Fanti sieht die Überwachungssoftware von Elcomsoft als «eine Waffe. Und als solche sollte sie auch behandelt werden.»

Gefahr trotz Offline-Nutzung?

Grünen-Nationalrat Gerhard Andrey, Mitglied der Sicherheitspolitischen Kommission, teilt die Bedenken. Er findet es problematisch, «wenn die Schweizer Behörden zu sehr von ausländischen Werkzeugen und Firmen abhängig sind». Vor allem, wenn sie «ihren Sitz in für uns problematischen Ländern haben – wie zum Beispiel Russland oder China».

Armasuisse bestätigt gegenüber RSI, die Elcomsoft-Software «zu Testzwecken» bezogen zu haben.

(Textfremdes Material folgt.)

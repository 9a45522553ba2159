//! Logging is installed from the host configuration.
//!
//! Kept in its own test binary: the subscriber is process-wide and only the
//! first filter installed takes effect.

use nifbridge_config::{BridgeConfig, LoggingConfig};
use nifbridge_runtime::{installed_filter, Host};

#[test]
fn test_host_installs_configured_filter() {
    assert_eq!(installed_filter(), None);

    let config = BridgeConfig {
        logging: Some(LoggingConfig {
            filter: Some("nifbridge_runtime=debug".to_string()),
        }),
        ..BridgeConfig::default()
    };
    let _host = Host::new(config).unwrap();

    assert_eq!(installed_filter(), Some("nifbridge_runtime=debug"));
}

Das Fedpol gibt an, man habe dieses Jahr vier Lizenzen für vier Elcomsoft-Produkte gelöst. Sie würden aber nur offline und damit ohne Verbindung zum Netzwerk verwendet.

Informatiker und Nationalrat Andrey sieht die Gefahr durch die Offline-Nutzung deshalb aber nicht gebannt. Er weist darauf hin, dass es auch Updates gebe.

Hast du Angst, gehackt zu werden?

Elcomsoft-CEO Wladimir Katalow hatte in der Vergangenheit Verbindungen zum russischen Geheimdienst und versteckte Sicherheitslücken in den Produkten bestritten. Seine Firma bietet sich als Partner für Ermittlungsbehörden, Geschäfts- und Privatkunden an.

Katalow sagte RSI erst für eine Stellungnahme zu, war später aber nicht mehr erreichbar.